Commercial as well as small-scale papaya growers in Sri Lanka are frequently being threatened by a globally recognized major post-harvest biotic stress, called “Papaya Anthracnose Disease” (PAD). PAD is caused by C. gloeosporioides (Penz.) Penz. & Sacc, which belongs to a large genus, Colletotrichum [3,4]. Papaya anthracnose is a catastrophic disease causing pre- and post-harvest losses of up to 40–100%. Partially and fully ripened papaya fruits are vulnerable to Anthracnose disease [5]. Therefore, proper diagnosis and management of anthracnose disease are important to decline the papaya yield loss in the field, as well as in the market pipelines [6].
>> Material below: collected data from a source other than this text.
//! Retry Policy Engine (C6, §4.6).
//!
//! Classifies an `(http_status, error)` pair into an [`ErrorCategory`], and
//! computes backoff delay with jitter and `Retry-After` honoring. Pure
//! logic, no I/O — the lookup of the per-category [`RetryPolicy`] row is
//! the caller's (C7's) job via `crate::repository`.

use chrono::{DateTime, Utc};
use rand::Rng;

use crate::models::{BackoffStrategy, ErrorCategory};

/// A classifiable failure: an HTTP status and/or a free-form error kind
/// describing the underlying exception, as C9/C10 would report it.
#[derive(Debug, Clone, Copy, PartialEq, Eq)]
pub enum ErrorKind {
    Timeout,
    Network,
    Parse,
    Validation,
    Other,
}

/// Classify `(http_status, error_kind)` into an [`ErrorCategory`] (§4.6
/// step 1/2).
pub fn classify(http_status: Option<u16>, error_kind: Option<ErrorKind>) -> ErrorCategory {
    if let Some(status) = http_status {
        return match status {
            404 => ErrorCategory::NotFound,
            401 | 403 => ErrorCategory::AuthError,
            408 => ErrorCategory::Timeout,
            429 => ErrorCategory::RateLimit,
            500..=599 => ErrorCategory::ServerError,
            400..=499 => ErrorCategory::ClientError,
            _ => ErrorCategory::Unknown,
        };
    }

    match error_kind {
        Some(ErrorKind::Timeout) => ErrorCategory::Timeout,
        Some(ErrorKind::Network) => ErrorCategory::NetworkError,
        Some(ErrorKind::Parse) => ErrorCategory::ParseError,
        Some(ErrorKind::Validation) => ErrorCategory::ValidationError,
        _ => ErrorCategory::Unknown,
    }
}

/// A server-directed retry delay, parsed from a `Retry-After` header.
#[derive(Debug, Clone, Copy)]
pub enum RetryAfter {
    Seconds(u64),
    At(DateTime<Utc>),
}

impl RetryAfter {
    /// Parse an HTTP `Retry-After` header value: either an integer number
    /// of seconds or an HTTP-date.
    pub fn parse(value: &str) -> Option<Self> {
        if let Ok(secs) = value.trim().parse::<u64>() {
            return Some(RetryAfter::Seconds(secs));
        }
        DateTime::parse_from_rfc2822(value.trim())
            .ok()
            .map(|dt| RetryAfter::At(dt.with_timezone(&Utc)))
    }

    fn seconds_from(&self, now: DateTime<Utc>) -> u64 {
        match self {
            RetryAfter::Seconds(s) => *s,
            RetryAfter::At(at) => (*at - now).num_seconds().max(0) as u64,
        }
    }
}

const JITTER_PERCENT: f64 = 0.20;

/// Compute the backoff delay for attempt `n` (1-indexed) under `strategy`
/// (§4.6). `apply_jitter` defaults to `true` in every caller per the
/// original's "always use jitter to avoid thundering herd" comment.
#[allow(clippy::too_many_arguments)]
pub fn calculate_backoff(
    strategy: BackoffStrategy,
    attempt: u32,
    initial_delay_seconds: u32,
    max_delay_seconds: u32,
    multiplier: f64,
    apply_jitter: bool,
    retry_after: Option<RetryAfter>,
    now: DateTime<Utc>,
) -> u64 {
    let initial = initial_delay_seconds as f64;
    let max = max_delay_seconds as f64;
    let n = attempt.max(1) as i32;

    let base = match strategy {
        BackoffStrategy::Exponential => initial * multiplier.powi(n - 1),
        BackoffStrategy::Linear => initial * n as f64,
        BackoffStrategy::Fixed => initial,
    }
    .min(max);

    let mut delay = base;
    if apply_jitter && delay > 0.0 {
        let mut rng = rand::thread_rng();
        let factor = rng.gen_range((1.0 - JITTER_PERCENT)..=(1.0 + JITTER_PERCENT));
        delay = (delay * factor).clamp(0.0, max);
    }

    let mut delay_secs = delay.round().max(0.0) as u64;

    if let Some(retry_after) = retry_after {
        delay_secs = delay_secs.max(retry_after.seconds_from(now));
    }

    delay_secs
}

#[cfg(test)]
mod tests {
    use super::*;
    use chrono::Utc;

    #[test]
    fn classify_maps_http_status_codes() {
        assert_eq!(classify(Some(404), None), ErrorCategory::NotFound);
        assert_eq!(classify(Some(401), None), ErrorCategory::AuthError);
        assert_eq!(classify(Some(403), None), ErrorCategory::AuthError);
        assert_eq!(classify(Some(408), None), ErrorCategory::Timeout);
        assert_eq!(classify(Some(429), None), ErrorCategory::RateLimit);
        assert_eq!(classify(Some(503), None), ErrorCategory::ServerError);
        assert_eq!(classify(Some(418), None), ErrorCategory::ClientError);
        assert_eq!(classify(Some(101), None), ErrorCategory::Unknown);
        assert_eq!(classify(Some(302), None), ErrorCategory::Unknown);
    }

    #[test]
    fn classify_maps_error_kinds_without_status() {
        assert_eq!(classify(None, Some(ErrorKind::Timeout)), ErrorCategory::Timeout);
        assert_eq!(
            classify(None, Some(ErrorKind::Network)),
            ErrorCategory::NetworkError
        );
        assert_eq!(classify(None, Some(ErrorKind::Parse)), ErrorCategory::ParseError);
        assert_eq!(
            classify(None, Some(ErrorKind::Validation)),
            ErrorCategory::ValidationError
        );
        assert_eq!(classify(None, None), ErrorCategory::Unknown);
    }

    #[test]
    fn exponential_backoff_without_jitter_doubles_each_attempt() {
        let now = Utc::now();
        let d1 = calculate_backoff(BackoffStrategy::Exponential, 1, 2, 600, 2.0, false, None, now);
        let d2 = calculate_backoff(BackoffStrategy::Exponential, 2, 2, 600, 2.0, false, None, now);
        let d3 = calculate_backoff(BackoffStrategy::Exponential, 3, 2, 600, 2.0, false, None, now);
        assert_eq!(d1, 2);
        assert_eq!(d2, 4);
        assert_eq!(d3, 8);
    }

    #[test]
    fn exponential_backoff_is_capped_at_max_delay() {
        let now = Utc::now();
        let d = calculate_backoff(BackoffStrategy::Exponential, 20, 2, 60, 2.0, false, None, now);
        assert_eq!(d, 60);
    }

    #[test]
    fn linear_backoff_scales_with_attempt() {
        let now = Utc::now();
        let d = calculate_backoff(BackoffStrategy::Linear, 3, 5, 1000, 1.0, false, None, now);
        assert_eq!(d, 15);
    }

    #[test]
    fn fixed_backoff_ignores_attempt_number() {
        let now = Utc::now();
        let d1 = calculate_backoff(BackoffStrategy::Fixed, 1, 10, 1000, 1.0, false, None, now);
        let d5 = calculate_backoff(BackoffStrategy::Fixed, 5, 10, 1000, 1.0, false, None, now);
        assert_eq!(d1, 10);
        assert_eq!(d5, 10);
    }

    #[test]
    fn jitter_stays_within_twenty_percent() {
        let now = Utc::now();
        for attempt in 1..5 {
            let base =
                calculate_backoff(BackoffStrategy::Exponential, attempt, 10, 600, 2.0, false, None, now);
            let jittered =
                calculate_backoff(BackoffStrategy::Exponential, attempt, 10, 600, 2.0, true, None, now);
            if base > 0 {
                let diff = (jittered as f64 - base as f64).abs() / base as f64;
                assert!(diff <= 0.21, "diff {diff} exceeded 20% jitter bound");
            }
        }
    }

    #[test]
    fn retry_after_seconds_wins_when_larger_than_computed_delay() {
        let now = Utc::now();
        let d = calculate_backoff(
            BackoffStrategy::Fixed,
            1,
            2,
            600,
            1.0,
            false,
            Some(RetryAfter::Seconds(120)),
            now,
        );
        assert_eq!(d, 120);
    }

    #[test]
    fn computed_delay_wins_when_larger_than_retry_after() {
        let now = Utc::now();
        let d = calculate_backoff(
            BackoffStrategy::Fixed,
            1,
            200,
            600,
            1.0,
            false,
            Some(RetryAfter::Seconds(5)),
            now,
        );
        assert_eq!(d, 200);
    }

    #[test]
    fn parses_retry_after_as_seconds_or_http_date() {
        assert!(matches!(RetryAfter::parse("120"), Some(RetryAfter::Seconds(120))));
        assert!(RetryAfter::parse("Wed, 21 Oct 2015 07:28:00 GMT").is_some());
        assert!(RetryAfter::parse("not a valid value").is_none());
    }
}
The control of anthracnose papaya diseases is a crucial problem, especially since the latent onset of anthracnose disease symptoms are often devastating and lead to significant postharvest losses, and restricts its export to other countries, even in cold storage conditions. Earlier, fungicides were only useful when C. gloeosporioides attacks young trees, leaves and immature fruits. Application of fungicides to mature and ripened fruits are not advisable because of the emergence of fungicide-resistant strains [7,8], and fungicides are hazards to human and wild animal health. The recent agriculture policy of Sri Lanka emphasizes finding alternatives to fungicides for the management of various post-harvest diseases to build up the “Toxin-Free Nation”. The boom and bust cycle of Anthracnose incidence on the highly perishable nature of the papaya fruits has made the development of eco-friendly technologies to safeguard the organic papaya industry necessary.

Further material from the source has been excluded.